We know that adversaries have to run a sequence of actions along the intrusion kill chain to succeed with their mission. This includes network and endpoint activity from delivery of malicious code, to command and control, to lateral movement, to exfiltration.
Wouldn’t you want all of that telemetry collected in the cloud so that your machine learning algorithms could do something with it?
Well, that’s what XDR is. The X stands for “everything:” everything with respect to detection and response. The point is that you collect all of the telemetry along the intrusion kill chain and develop machine learning algorithms to search for adversary activity.
XDR is relatively new to the tool box, but that’s the direction the entire industry is moving toward, regardless of which SIEM school of thought that will eventually win.
The impact of machine learning on network defenders.
You may have noticed that in all of this discussion, there is no workable on-prem SIEM solution. If you’re going to collect all of the data you need for your XDR machine learning algorithms to work, the only viable way to do that is to store it in some vendor’s cloudy infrastructure.

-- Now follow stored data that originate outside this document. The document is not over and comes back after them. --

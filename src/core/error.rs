//! Crate-wide error enum for the orchestration core.
//!
//! A plain enum, a manual [`std::fmt::Display`] impl, and an `impl Error`
//! marker — no `thiserror`. Call sites box it as `Box<dyn Error + Send +
//! Sync>` the same way the rest of the crate boxes provider errors.

use crate::core::types::AgentRole;
use std::error::Error;
use std::fmt;

/// Failure modes a [`crate::core::coordinator::Coordinator`] run can surface.
#[derive(Debug, Clone)]
pub enum CoreError {
    /// No credential is configured for the requested provider.
    ProviderNotConfigured(String),
    /// The configured credential was rejected by the provider.
    ProviderAuthFailed(String),
    /// The provider was reachable but returned a transport/server error.
    ProviderUnavailable(String),
    /// An agent invocation exceeded its configured timeout.
    AgentTimeout { agent: AgentRole, timeout_seconds: u64 },
    /// The knowledge store could not be queried; treated as a skip, not a hard failure.
    KnowledgeUnavailable(String),
    /// The response cache backend could not be reached; treated as a pass-through.
    CacheUnavailable(String),
    /// A supporting or primary agent failed but the run produced a degraded response.
    PartialSynthesis { agent: AgentRole, cause: String },
    /// The client cancelled the request before completion.
    CancelledByClient,
    /// The request failed validation before any agent was invoked.
    InvalidRequest(String),
}

impl fmt::Display for CoreError {
    fn fmt(&self, f: &mut fmt::Formatter<'_>) -> fmt::Result {
        match self {
            CoreError::ProviderNotConfigured(provider) => {
                write!(f, "no credential configured for provider '{}'", provider)
            }
            CoreError::ProviderAuthFailed(provider) => {
                write!(f, "authentication failed for provider '{}'", provider)
            }
            CoreError::ProviderUnavailable(detail) => {
                write!(f, "provider unavailable: {}", detail)
            }
            CoreError::AgentTimeout { agent, timeout_seconds } => write!(
                f,
                "agent '{}' timed out after {}s",
                agent, timeout_seconds
            ),
            CoreError::KnowledgeUnavailable(detail) => {
                write!(f, "knowledge store unavailable: {}", detail)
            }
            CoreError::CacheUnavailable(detail) => {
                write!(f, "response cache unavailable: {}", detail)
            }
            CoreError::PartialSynthesis { agent, cause } => write!(
                f,
                "partial synthesis: agent '{}' failed ({})",
                agent, cause
            ),
            CoreError::CancelledByClient => write!(f, "request cancelled by client"),
            CoreError::InvalidRequest(detail) => write!(f, "invalid request: {}", detail),
        }
    }
}

impl Error for CoreError {}

#[cfg(test)]
mod tests {
    use super::*;

    #[test]
    fn display_includes_agent_name() {
        let err = CoreError::AgentTimeout {
            agent: AgentRole::Research,
            timeout_seconds: 30,
        };
        assert!(err.to_string().contains("research"));
        assert!(err.to_string().contains("30s"));
    }

    #[test]
    fn boxes_as_send_sync_error() {
        let boxed: Box<dyn Error + Send + Sync> = Box::new(CoreError::CancelledByClient);
        assert_eq!(boxed.to_string(), "request cancelled by client");
    }
}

In other words, you’re going to have to get comfortable storing your telemetry data in one or more security vendor’s data centers.

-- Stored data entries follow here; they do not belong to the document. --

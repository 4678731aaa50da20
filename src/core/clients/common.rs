//! Shared utilities used across provider client implementations.
//!
//! The helpers in this module are useful when implementing additional
//! providers that expose an OpenAI-compatible HTTP surface: a tuned
//! [`reqwest`] client singleton, a chat-completion helper that tracks token
//! usage, and an adapter for turning eagerly collected chunks into a stream.
//!
//! # Example: building a custom wrapper
//!
//! ```rust,no_run
//! use std::sync::Arc;
//!
//! use async_trait::async_trait;
//! use pmcopilot_core::core::client_wrapper::{ClientWrapper, Message, Role, TokenUsage};
//! use pmcopilot_core::core::clients::common::{get_shared_http_client, send_and_track};
//! use openai_rust2 as openai_rust;
//! use tokio::sync::Mutex;
//!
//! struct MyHostedClient {
//!     client: openai_rust::Client,
//!     model: String,
//!     usage: Mutex<Option<TokenUsage>>,
//! }
//!
//! impl MyHostedClient {
//!     fn new(key: &str, base_url: &str, model: &str) -> Self {
//!         Self {
//!             client: openai_rust::Client::new_with_client_and_base_url(
//!                 key,
//!                 get_shared_http_client().clone(),
//!                 base_url,
//!             ),
//!             model: model.to_owned(),
//!             usage: Mutex::new(None),
//!         }
//!     }
//! }
//!
//! #[async_trait]
//! impl ClientWrapper for MyHostedClient {
//!     fn model_name(&self) -> &str {
//!         &self.model
//!     }
//!
//!     async fn send_message(
//!         &self,
//!         messages: &[Message],
//!     ) -> Result<Message, Box<dyn std::error::Error + Send + Sync>> {
//!         let formatted = messages
//!             .iter()
//!             .map(|msg| openai_rust::chat::Message {
//!                 role: match msg.role {
//!                     Role::System => "system".into(),
//!                     Role::User => "user".into(),
//!                     Role::Assistant => "assistant".into(),
//!                 },
//!                 content: msg.content.as_ref().to_owned(),
//!             })
//!             .collect();
//!
//!         let reply = send_and_track(
//!             &self.client,
//!             &self.model,
//!             formatted,
//!             Some("/v1/chat/completions".to_string()),
//!             &self.usage,
//!         )
//!         .await?;
//!
//!         Ok(Message {
//!             role: Role::Assistant,
//!             content: Arc::<str>::from(reply),
//!         })
//!     }
//! }
//! ```

use crate::core::client_wrapper::{MessageChunk, TokenUsage};
use lazy_static::lazy_static;
use openai_rust::chat;
use openai_rust2 as openai_rust;
use std::error::Error;
use std::time::Duration;
use tokio::sync::Mutex;

lazy_static! {
    /// Shared HTTP client with persistent connection pooling.
    ///
    /// The single client instance keeps TLS sessions and DNS lookups warm
    /// which significantly reduces latency when many concurrent agent calls
    /// fan out to the same provider.
    static ref SHARED_HTTP_CLIENT: reqwest::Client = {
        reqwest::ClientBuilder::new()
            .pool_idle_timeout(Some(Duration::from_secs(90)))
            .pool_max_idle_per_host(10)
            .tcp_keepalive(Some(Duration::from_secs(60)))
            .timeout(Duration::from_secs(300))
            .connect_timeout(Duration::from_secs(30))
            .build()
            .expect("Failed to build shared HTTP client")
    };
}

/// Borrow the lazily initialised shared [`reqwest::Client`].
pub fn get_shared_http_client() -> &'static reqwest::Client {
    &SHARED_HTTP_CLIENT
}

/// Send a chat completion request, persist token usage, and surface the assistant content.
///
/// Captures the logic shared by OpenAI-compatible endpoints (OpenAI, Anthropic
/// via its OpenAI-compatible endpoint, Gemini, xAI Grok).
pub async fn send_and_track(
    api: &openai_rust::Client,
    model: &str,
    formatted_msgs: Vec<chat::Message>,
    url_path: Option<String>,
    usage_slot: &Mutex<Option<TokenUsage>>,
) -> Result<String, Box<dyn Error + Send + Sync>> {
    let chat_arguments = chat::ChatArguments::new(model, formatted_msgs);

    let response = api.create_chat(chat_arguments, url_path).await;

    match response {
        Ok(response) => {
            let usage = TokenUsage {
                input_tokens: response.usage.prompt_tokens as usize,
                output_tokens: response.usage.completion_tokens as usize,
                total_tokens: response.usage.total_tokens as usize,
            };
            *usage_slot.lock().await = Some(usage);
            Ok(response.choices[0].message.content.clone())
        }
        Err(err) => {
            log::error!("clients::common::send_and_track: provider API error: {}", err);
            Err(format!("{}", err).into())
        }
    }
}

/// Thin error wrapper used when streaming responses fail mid-flight.
#[derive(Debug, Clone)]
pub struct StreamError(pub String);

impl std::fmt::Display for StreamError {
    fn fmt(&self, f: &mut std::fmt::Formatter<'_>) -> std::fmt::Result {
        write!(f, "{}", self.0)
    }
}

impl Error for StreamError {}

/// Convert eagerly collected message chunks into a boxed stream suitable for
/// [`ClientWrapper`](crate::core::client_wrapper::ClientWrapper) implementations.
pub fn chunks_to_stream(
    chunks: Vec<Result<MessageChunk, Box<dyn Error + Send + Sync>>>,
) -> crate::core::client_wrapper::MessageChunkStream {
    Box::pin(futures_util::stream::iter(chunks))
}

Take a deep breath. I know that is a hard pill to swallow. I already hear you saying things like, I’m not going to let some third party store my network data. I am going to keep trying to do it the old way because the risk is too high.
I’m here to tell you that the risk of not using the cloud so that you can take advantage of these automatic machine learning capabilities is far greater than the risk of storing most of your networking data there. Our cyberspace adversaries have automated their attacks. We’re never going to win if we cannot automate our response.
And if you’re a government network defender, you’re starting to panic because you can see that this is the only way forward, but you do not see a clear path to get there. But governments and the military are going to have to get comfortable storing their data in the public cloud infrastructure, the Amazons, the Googles, and the Microsofts of the world.
And I know that sounds really scary to a government crowd but it is inevitable. You can fight it, but you are going to eventually end up there in the long run. As Kyle Reese said to Sarah Connor in the original Terminator movie. “Come with me, if you want to live.”
Store your data in a cloudy environment if you want to live.